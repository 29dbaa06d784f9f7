//! Fluent construction and validation of archetype definitions.

use behaviors::{
    AccuracyBehavior, BehaviorComponent, BiasBehavior, CoverageBehavior, Dimension,
    ProductivityBehavior, TimingBehavior,
};
use types::Sector;

use crate::definition::{
    ArchetypeDefinition, Constraints, InteractionRule, TargetRanges, is_supported,
};
use crate::error::{ConfigurationError, Result};

/// Builder for [`ArchetypeDefinition`].
///
/// Every dimension must be supplied before [`build`](Self::build) succeeds.
/// Start from an existing definition with [`from_definition`](Self::from_definition)
/// to derive a variant, or pull selected dimensions from another archetype
/// with [`merge_from`](Self::merge_from) to create a hybrid.
#[derive(Debug, Clone, Default)]
pub struct ArchetypeBuilder {
    name: String,
    description: String,
    accuracy: Option<AccuracyBehavior>,
    timing: Option<TimingBehavior>,
    coverage: Option<CoverageBehavior>,
    bias: Option<BiasBehavior>,
    productivity: Option<ProductivityBehavior>,
    interactions: Vec<InteractionRule>,
    constraints: Constraints,
    targets: TargetRanges,
}

impl ArchetypeBuilder {
    pub fn new(name: impl Into<String>) -> Self {
        Self {
            name: name.into(),
            ..Default::default()
        }
    }

    /// Start from a copy of an existing definition.
    pub fn from_definition(def: &ArchetypeDefinition) -> Self {
        Self {
            name: def.name.clone(),
            description: def.description.clone(),
            accuracy: Some(def.accuracy.clone()),
            timing: Some(def.timing.clone()),
            coverage: Some(def.coverage.clone()),
            bias: Some(def.bias.clone()),
            productivity: Some(def.productivity.clone()),
            interactions: def.interactions.clone(),
            constraints: def.constraints.clone(),
            targets: def.targets.clone(),
        }
    }

    pub fn name(mut self, name: impl Into<String>) -> Self {
        self.name = name.into();
        self
    }

    pub fn description(mut self, description: impl Into<String>) -> Self {
        self.description = description.into();
        self
    }

    pub fn accuracy(mut self, behavior: AccuracyBehavior) -> Self {
        self.accuracy = Some(behavior);
        self
    }

    pub fn timing(mut self, behavior: TimingBehavior) -> Self {
        self.timing = Some(behavior);
        self
    }

    pub fn coverage(mut self, behavior: CoverageBehavior) -> Self {
        self.coverage = Some(behavior);
        self
    }

    pub fn bias(mut self, behavior: BiasBehavior) -> Self {
        self.bias = Some(behavior);
        self
    }

    pub fn productivity(mut self, behavior: ProductivityBehavior) -> Self {
        self.productivity = Some(behavior);
        self
    }

    /// Set whichever dimension the component belongs to.
    pub fn component(self, component: BehaviorComponent) -> Self {
        match component {
            BehaviorComponent::Accuracy(b) => self.accuracy(b),
            BehaviorComponent::Timing(b) => self.timing(b),
            BehaviorComponent::Coverage(b) => self.coverage(b),
            BehaviorComponent::Bias(b) => self.bias(b),
            BehaviorComponent::Productivity(b) => self.productivity(b),
        }
    }

    /// Copy the listed dimensions from another archetype.
    pub fn merge_from(mut self, other: &ArchetypeDefinition, dimensions: &[Dimension]) -> Self {
        for dimension in dimensions {
            match dimension {
                Dimension::Accuracy => self.accuracy = Some(other.accuracy.clone()),
                Dimension::Timing => self.timing = Some(other.timing.clone()),
                Dimension::Coverage => self.coverage = Some(other.coverage.clone()),
                Dimension::Bias => self.bias = Some(other.bias.clone()),
                Dimension::Productivity => {
                    self.productivity = Some(other.productivity.clone())
                }
            }
        }
        self
    }

    pub fn interaction(mut self, source: Dimension, target: Dimension, factor: f64) -> Self {
        self.interactions
            .push(InteractionRule::new(source, target, factor));
        self
    }

    pub fn clear_interactions(mut self) -> Self {
        self.interactions.clear();
        self
    }

    pub fn constraints(mut self, constraints: Constraints) -> Self {
        self.constraints = constraints;
        self
    }

    pub fn sector_whitelist(mut self, sectors: impl IntoIterator<Item = Sector>) -> Self {
        self.constraints.sector_whitelist = Some(sectors.into_iter().collect());
        self
    }

    pub fn targets(mut self, targets: TargetRanges) -> Self {
        self.targets = targets;
        self
    }

    fn is_declared(&self, dimension: Dimension) -> bool {
        match dimension {
            Dimension::Accuracy => self.accuracy.is_some(),
            Dimension::Timing => self.timing.is_some(),
            Dimension::Coverage => self.coverage.is_some(),
            Dimension::Bias => self.bias.is_some(),
            Dimension::Productivity => self.productivity.is_some(),
        }
    }

    fn validate_interactions(&self) -> Result<()> {
        for (i, rule) in self.interactions.iter().enumerate() {
            if !(rule.factor.is_finite() && (-1.0..=1.0).contains(&rule.factor)) {
                return Err(ConfigurationError::InvalidFactor {
                    archetype: self.name.clone(),
                    factor: rule.factor,
                });
            }
            for dimension in [rule.source, rule.target] {
                if !self.is_declared(dimension) {
                    return Err(ConfigurationError::UndeclaredDimension {
                        archetype: self.name.clone(),
                        source_dim: rule.source,
                        target: rule.target,
                        dimension,
                    });
                }
            }
            if !is_supported(rule.source, rule.target) {
                return Err(ConfigurationError::UnsupportedInteraction {
                    archetype: self.name.clone(),
                    source_dim: rule.source,
                    target: rule.target,
                });
            }
            let duplicate = self.interactions[..i]
                .iter()
                .any(|r| r.source == rule.source && r.target == rule.target);
            if duplicate {
                return Err(ConfigurationError::DuplicateInteraction {
                    archetype: self.name.clone(),
                    source_dim: rule.source,
                    target: rule.target,
                });
            }
        }
        Ok(())
    }

    fn check_range(&self, field: &'static str, (lo, hi): (f64, f64), bounds: (f64, f64)) -> Result<()> {
        let ok = lo.is_finite() && hi.is_finite() && lo <= hi && lo >= bounds.0 && hi <= bounds.1;
        if ok {
            Ok(())
        } else {
            Err(ConfigurationError::InvalidRange {
                archetype: self.name.clone(),
                field,
                lo,
                hi,
            })
        }
    }

    fn validate_ranges(&self) -> Result<()> {
        if self
            .constraints
            .sector_whitelist
            .as_ref()
            .is_some_and(|s| s.is_empty())
        {
            return Err(ConfigurationError::EmptyWhitelist {
                archetype: self.name.clone(),
            });
        }
        self.check_range("confidence_range", self.constraints.confidence_range, (0.0, 1.0))?;
        if let Some(cap) = self.constraints.max_target_revision
            && !(cap.is_finite() && cap > 0.0)
        {
            return Err(ConfigurationError::InvalidRevisionCap {
                archetype: self.name.clone(),
                value: cap,
            });
        }
        self.check_range("targets.accuracy", self.targets.accuracy, (0.0, 1.0))?;
        self.check_range(
            "targets.productivity",
            self.targets.productivity,
            (0.0, f64::MAX),
        )?;
        self.check_range(
            "targets.timing_percentile",
            self.targets.timing_percentile,
            (0.0, 1.0),
        )
    }

    /// Validate and freeze the definition.
    ///
    /// Checks run in order: name, interaction rules, dimension completeness,
    /// constraint and target ranges.
    pub fn build(self) -> Result<ArchetypeDefinition> {
        if self.name.trim().is_empty() {
            return Err(ConfigurationError::EmptyName);
        }
        self.validate_interactions()?;
        if let Some(&dimension) = Dimension::all().iter().find(|d| !self.is_declared(**d)) {
            return Err(ConfigurationError::MissingDimension {
                archetype: self.name,
                dimension,
            });
        }
        self.validate_ranges()?;

        match (
            self.accuracy,
            self.timing,
            self.coverage,
            self.bias,
            self.productivity,
        ) {
            (Some(accuracy), Some(timing), Some(coverage), Some(bias), Some(productivity)) => {
                Ok(ArchetypeDefinition {
                    name: self.name,
                    description: self.description,
                    accuracy,
                    timing,
                    coverage,
                    bias,
                    productivity,
                    interactions: self.interactions,
                    constraints: self.constraints,
                    targets: self.targets,
                })
            }
            _ => Err(ConfigurationError::MissingDimension {
                archetype: self.name,
                dimension: Dimension::Accuracy,
            }),
        }
    }
}
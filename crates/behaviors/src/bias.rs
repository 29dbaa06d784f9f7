//! Cognitive bias policy: how an analyst's published number drifts from
//! their unbiased estimate.

use serde::{Deserialize, Serialize};

use crate::error::{Result, ValidationError, check_range, check_unit};

const COMPONENT: &str = "bias";

/// Kind of systematic distortion an analyst exhibits.
#[derive(Debug, Clone, Copy, PartialEq, Eq, Hash, Serialize, Deserialize)]
pub enum BiasType {
    /// Sticks to their own previous number.
    AnchoringPrior,
    /// Gravitates toward the street consensus.
    AnchoringConsensus,
    /// Extrapolates the latest move.
    MomentumChaser,
    /// Leans away from consensus.
    Contrarian,
    /// Makes bolder calls than the evidence supports.
    Overconfident,
    /// Hedges toward the anchor.
    Underconfident,
}

/// Declarative bias parameters.
#[derive(Debug, Clone, PartialEq, Serialize, Deserialize)]
#[serde(default)]
pub struct BiasParams {
    pub bias_type: BiasType,
    /// Base strength of the distortion (0.0 to 1.0).
    pub strength: f64,
    /// Added to stated confidence (-0.5 to 0.5).
    pub overconfidence_factor: f64,
    /// How much low rolling confidence amplifies the bias (0.0 to 1.0).
    pub confidence_sensitivity: f64,
}

impl Default for BiasParams {
    fn default() -> Self {
        Self {
            bias_type: BiasType::AnchoringConsensus,
            strength: 0.3,
            overconfidence_factor: 0.0,
            confidence_sensitivity: 0.5,
        }
    }
}

/// Values a bias can anchor to or react against.
#[derive(Debug, Clone, Copy, PartialEq, Default)]
pub struct BiasContext {
    /// Analyst's own previous value for this security.
    pub prior: Option<f64>,
    /// Current consensus value for this security.
    pub consensus: Option<f64>,
    /// Analyst's rolling confidence (0.0 to 1.0).
    pub confidence: f64,
    /// Multiplier from interaction rules (1.0 = none).
    pub strength_scale: f64,
}

impl BiasContext {
    pub fn new(prior: Option<f64>, consensus: Option<f64>, confidence: f64) -> Self {
        Self {
            prior,
            consensus,
            confidence,
            strength_scale: 1.0,
        }
    }
}

/// Validated bias policy.
#[derive(Debug, Clone, PartialEq, Serialize, Deserialize)]
#[serde(try_from = "BiasParams", into = "BiasParams")]
pub struct BiasBehavior {
    params: BiasParams,
}

impl BiasBehavior {
    pub fn new(params: BiasParams) -> Result<Self> {
        check_unit(COMPONENT, "strength", params.strength)?;
        check_range(
            COMPONENT,
            "overconfidence_factor",
            params.overconfidence_factor,
            -0.5,
            0.5,
        )?;
        check_unit(
            COMPONENT,
            "confidence_sensitivity",
            params.confidence_sensitivity,
        )?;
        Ok(Self { params })
    }

    pub fn with_type(bias_type: BiasType, strength: f64) -> Result<Self> {
        Self::new(BiasParams {
            bias_type,
            strength,
            ..Default::default()
        })
    }

    pub fn params(&self) -> &BiasParams {
        &self.params
    }

    pub fn bias_type(&self) -> BiasType {
        self.params.bias_type
    }

    pub fn strength(&self) -> f64 {
        self.params.strength
    }

    /// Strength after confidence and interaction scaling, in `[0, 1]`.
    ///
    /// Confidence below 0.5 amplifies the bias, above 0.5 weakens it.
    pub fn effective_strength(&self, ctx: &BiasContext) -> f64 {
        let confidence = ctx.confidence.clamp(0.0, 1.0);
        let swing = self.params.confidence_sensitivity * (0.5 - confidence) * 2.0;
        let scale = if ctx.strength_scale.is_finite() {
            ctx.strength_scale.max(0.0)
        } else {
            1.0
        };
        (self.params.strength * (1.0 + swing) * scale).clamp(0.0, 1.0)
    }

    /// Apply the directional distortion to an unbiased estimate.
    ///
    /// Returns `raw` unchanged when the relevant anchor is missing.
    pub fn adjust(&self, raw: f64, ctx: &BiasContext) -> f64 {
        let s = self.effective_strength(ctx);
        let anchor = ctx.consensus.or(ctx.prior);
        match self.params.bias_type {
            BiasType::AnchoringPrior => match ctx.prior {
                Some(prior) => raw + s * (prior - raw),
                None => raw,
            },
            BiasType::AnchoringConsensus => match ctx.consensus {
                Some(consensus) => raw + s * (consensus - raw),
                None => raw,
            },
            BiasType::MomentumChaser => match ctx.prior {
                Some(prior) => raw + s * (raw - prior),
                None => raw,
            },
            BiasType::Contrarian => match ctx.consensus {
                Some(consensus) => raw + s * (raw - consensus),
                None => raw,
            },
            BiasType::Overconfident => match anchor {
                Some(anchor) => raw + s * (raw - anchor),
                None => raw,
            },
            BiasType::Underconfident => match anchor {
                Some(anchor) => raw + s * (anchor - raw),
                None => raw,
            },
        }
    }

    /// Shift stated confidence by the overconfidence factor.
    pub fn adjust_confidence(&self, confidence: f64) -> f64 {
        (confidence + self.params.overconfidence_factor).clamp(0.0, 1.0)
    }
}

impl TryFrom<BiasParams> for BiasBehavior {
    type Error = ValidationError;

    fn try_from(params: BiasParams) -> Result<Self> {
        Self::new(params)
    }
}

impl From<BiasBehavior> for BiasParams {
    fn from(behavior: BiasBehavior) -> Self {
        behavior.params
    }
}

#[cfg(test)]
mod tests {
    use super::*;

    const EPS: f64 = 1e-12;

    #[test]
    fn test_anchoring_moves_toward_anchor() {
        let bias = BiasBehavior::new(BiasParams {
            bias_type: BiasType::AnchoringConsensus,
            strength: 0.5,
            confidence_sensitivity: 0.0,
            ..Default::default()
        })
        .unwrap();
        let ctx = BiasContext::new(None, Some(100.0), 0.5);
        assert!((bias.adjust(120.0, &ctx) - 110.0).abs() < EPS);
    }

    #[test]
    fn test_contrarian_moves_away_from_consensus() {
        let bias = BiasBehavior::new(BiasParams {
            bias_type: BiasType::Contrarian,
            strength: 0.5,
            confidence_sensitivity: 0.0,
            ..Default::default()
        })
        .unwrap();
        let ctx = BiasContext::new(None, Some(100.0), 0.5);
        assert!((bias.adjust(120.0, &ctx) - 130.0).abs() < EPS);
        assert!((bias.adjust(80.0, &ctx) - 70.0).abs() < EPS);
    }

    #[test]
    fn test_missing_anchor_is_identity() {
        let bias = BiasBehavior::with_type(BiasType::AnchoringPrior, 0.9).unwrap();
        let ctx = BiasContext::new(None, Some(50.0), 0.2);
        assert_eq!(bias.adjust(42.0, &ctx), 42.0);
    }

    #[test]
    fn test_low_confidence_anchors_harder() {
        let bias = BiasBehavior::new(BiasParams {
            bias_type: BiasType::AnchoringPrior,
            strength: 0.4,
            confidence_sensitivity: 1.0,
            ..Default::default()
        })
        .unwrap();
        let low = bias.effective_strength(&BiasContext::new(Some(1.0), None, 0.1));
        let high = bias.effective_strength(&BiasContext::new(Some(1.0), None, 0.9));
        assert!(low > high);
    }

    #[test]
    fn test_adjust_confidence_clamps() {
        let bias = BiasBehavior::new(BiasParams {
            overconfidence_factor: 0.3,
            ..Default::default()
        })
        .unwrap();
        assert_eq!(bias.adjust_confidence(0.9), 1.0);
        assert!((bias.adjust_confidence(0.4) - 0.7).abs() < EPS);
    }

    #[test]
    fn test_rejects_strength_above_one() {
        let err = BiasBehavior::with_type(BiasType::Contrarian, 1.5).unwrap_err();
        assert_eq!(err.parameter, "strength");
    }
}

-------------------------

_What you should do_:
Filter the data above down to lines with the word "rolling", and copy them.

_Answer section_:
    /// How much low rolling confidence amplifies the bias (0.0 to 1.0).
    /// Analyst's rolling confidence (0.0 to 1.0).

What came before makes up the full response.